На столе оставались только несколько документов, аккуратно разложенных, как фишки в сложной игре, что оставляют на последок. Подтверждение статуса командировки, письмо в архивы и та самая – холодная, беспристрастная – «бумага на случай моей смерти». Текст, выверенный до мельчайших деталей, лишённый всякого сентиментализма, ни намёка на прощание или признание. Только факты. Только долг. В этом лаконизме заключалась вся тяжесть и одновременно странная свобода – свобода признать собственное место в большом механизме без иллюзий. Хотя если честно, Кейя всегда подозревал, что бумага эта – просто способ убедить себя, что он не забыл, как писать ручкой, ведь последние десять лет вся его жизнь проходила за оружием.
Он провёл взглядом по строчкам, и, наконец, поставил свой фирменный росчерк – «К. А.» –две буквы, легшие словно печать на вселенскую ответственность, которую он добровольно принял. Эти две буквы были одновременно подписью и обетом, клятвой, напоминающей, что человеческий выбор часто вырывается за пределы самого человека, становясь делом судеб и хаоса, неподвластным ни страху, ни надежде. Хотя, если задуматься, подчас этот выбор напоминал покупку в незнакомом месте: ты никогда не знаешь, что именно получишь, но всегда надеешься на лучшее.

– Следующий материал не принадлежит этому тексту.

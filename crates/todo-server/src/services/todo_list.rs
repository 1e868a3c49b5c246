//! Todo list service
//!
//! Reads are answered from the cache. Writes go to SQLite first and to the
//! cache second, under the same lock, so between requests the cache and the
//! table always hold the same items. A failed store write leaves the cache
//! untouched.

use crate::models::Todo;
use crate::storage::{TodoCache, TodoDatabase};
use lapak_core::{LapakError, Result};
use tokio::sync::Mutex;
use tracing::{debug, info};

struct TodoState {
    db: TodoDatabase,
    cache: TodoCache,
}

pub struct TodoList {
    state: Mutex<TodoState>,
}

impl TodoList {
    /// Mirror the whole table into the cache.
    pub async fn load(db: TodoDatabase) -> Result<Self> {
        let cache = TodoCache::from_rows(db.load_all().await?);
        info!("Loaded {} todos into cache", cache.len());

        Ok(Self {
            state: Mutex::new(TodoState { db, cache }),
        })
    }

    pub async fn list(&self) -> Vec<Todo> {
        let state = self.state.lock().await;
        state.cache.list()
    }

    pub async fn add(&self, text: &str) -> Result<Todo> {
        let mut state = self.state.lock().await;

        let todo = state.db.insert(text).await?;
        state.cache.put(todo.clone());

        info!("Todo {} created", todo.id);
        Ok(todo)
    }

    pub async fn toggle(&self, id: i64) -> Result<Todo> {
        let mut state = self.state.lock().await;

        let mut todo = state
            .cache
            .get(id)
            .cloned()
            .ok_or_else(|| LapakError::NotFound(format!("todo {} not found", id)))?;
        todo.completed = !todo.completed;

        state.db.set_completed(id, todo.completed).await?;
        state.cache.put(todo.clone());

        debug!("Todo {} completed={}", id, todo.completed);
        Ok(todo)
    }

    /// Deleting an unknown id is a no-op.
    pub async fn delete(&self, id: i64) -> Result<()> {
        let mut state = self.state.lock().await;

        let removed = state.db.delete(id).await?;
        state.cache.remove(id);

        debug!("Delete todo {}: {} row(s) removed", id, removed);
        Ok(())
    }
}

#[cfg(test)]
mod tests {
    use super::*;
    use tempfile::TempDir;

    async fn open_temp() -> (TempDir, TodoList) {
        let dir = tempfile::tempdir().unwrap();
        let path = dir.path().join("todos.db");
        let db = TodoDatabase::open(path.to_str().unwrap()).await.unwrap();
        (dir, TodoList::load(db).await.unwrap())
    }

    async fn assert_in_sync(list: &TodoList) {
        let state = list.state.lock().await;
        let stored = state.db.load_all().await.unwrap();
        assert_eq!(state.cache.list(), stored);
    }

    #[tokio::test]
    async fn test_load_mirrors_existing_rows() {
        let dir = tempfile::tempdir().unwrap();
        let path = dir.path().join("todos.db");
        let path = path.to_str().unwrap();

        let db = TodoDatabase::open(path).await.unwrap();
        db.insert("satu").await.unwrap();
        let two = db.insert("dua").await.unwrap();
        db.set_completed(two.id, true).await.unwrap();
        drop(db);

        let list = TodoList::load(TodoDatabase::open(path).await.unwrap())
            .await
            .unwrap();
        let items = list.list().await;
        assert_eq!(items.len(), 2);
        assert!(items[1].completed);
        assert_in_sync(&list).await;
    }

    #[tokio::test]
    async fn test_add_then_list() {
        let (_dir, list) = open_temp().await;

        let a = list.add("beli beras").await.unwrap();
        let b = list.add("  ").await.unwrap();
        assert!(b.id > a.id);
        assert_eq!(list.list().await, vec![a, b]);
        assert_in_sync(&list).await;
    }

    #[tokio::test]
    async fn test_toggle_twice_restores() {
        let (_dir, list) = open_temp().await;
        let todo = list.add("setrika baju").await.unwrap();

        let once = list.toggle(todo.id).await.unwrap();
        assert!(once.completed);
        assert_in_sync(&list).await;

        let twice = list.toggle(todo.id).await.unwrap();
        assert_eq!(twice, todo);
        assert_in_sync(&list).await;
    }

    #[tokio::test]
    async fn test_toggle_unknown_is_not_found() {
        let (_dir, list) = open_temp().await;
        assert!(matches!(
            list.toggle(404).await,
            Err(LapakError::NotFound(_))
        ));
    }

    #[tokio::test]
    async fn test_delete_twice() {
        let (_dir, list) = open_temp().await;
        let keep = list.add("tetap").await.unwrap();
        let gone = list.add("hapus").await.unwrap();

        list.delete(gone.id).await.unwrap();
        list.delete(gone.id).await.unwrap();
        list.delete(12345).await.unwrap();

        assert_eq!(list.list().await, vec![keep]);
        assert_in_sync(&list).await;
    }

    #[tokio::test]
    async fn test_mixed_sequence_stays_in_sync() {
        let (_dir, list) = open_temp().await;

        let mut ids = Vec::new();
        for i in 0..10 {
            ids.push(list.add(&format!("tugas {i}")).await.unwrap().id);
        }
        for id in ids.iter().step_by(2) {
            list.toggle(*id).await.unwrap();
        }
        for id in ids.iter().step_by(3) {
            list.delete(*id).await.unwrap();
        }
        list.toggle(ids[1]).await.unwrap();

        assert_in_sync(&list).await;
        assert_eq!(list.list().await.len(), 6);
    }

    #[tokio::test]
    async fn test_failed_store_write_leaves_cache_untouched() {
        let (_dir, list) = open_temp().await;
        let todo = list.add("siram tanaman").await.unwrap();

        {
            let state = list.state.lock().await;
            sqlx::query("DROP TABLE todos")
                .execute(state.db.pool())
                .await
                .unwrap();
        }

        assert!(matches!(
            list.toggle(todo.id).await,
            Err(LapakError::Database(_))
        ));
        assert!(matches!(
            list.add("tidak tersimpan").await,
            Err(LapakError::Database(_))
        ));
        assert!(matches!(
            list.delete(todo.id).await,
            Err(LapakError::Database(_))
        ));

        assert_eq!(list.list().await, vec![todo]);
    }
}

Вздохнув, Кейя опустил перо и на мгновение закрыл глаза, позволяя себе короткую передышку перед тем, как завтра вновь сыграть свою роль – вечно обаятельного авантюриста, неуловимого лорда тайн и, по совместительству, логиста собственной судьбы. День грядущий, как и любой другой день, сулил либо скуку, либо катастрофу, – а значит, как минимум был честен в своём намерении удивить.
Его разум, измотанный фактами и полунамёками, замер в зыбком равновесии: между «надо помнить» и «лучше бы забыть», между «это важно» и «это просто кошка пробежала по карте, оставив лапкой пунктир». В такие минуты он часто думал, что мысль – это особый сорт яда, который человек добровольно принимает в надежде на просветление. Или, по крайней мере, на вежливую галлюцинацию.
Снаружи, за окнами, ветер дразнил занавески, как бы намекая, что свобода – это в первую очередь сквозняк в голове. Где-то в углу тихо вздохнула полка, уставшая держать на себе всю тяжесть государственного мышления, а старое кресло, будто почувствовав его паузу, лукаво скрипнуло, как старый друг, желающий вставить реплику, но помнящий, что дерево – не профессия говорящего.
Кейя медленно приоткрыл один глаз. Бумаги не ожили. Перо не улетело. Мир всё ещё держался на шести с половиной скрепках и непрошеном чувстве долга.
— Всё-таки, — пробормотал он с ленивой ухмылкой, – если завтра в дороге не случится философского откровения или хотя бы нападения на меня собственных моральных принципов, я посчитаю поездку неудачной.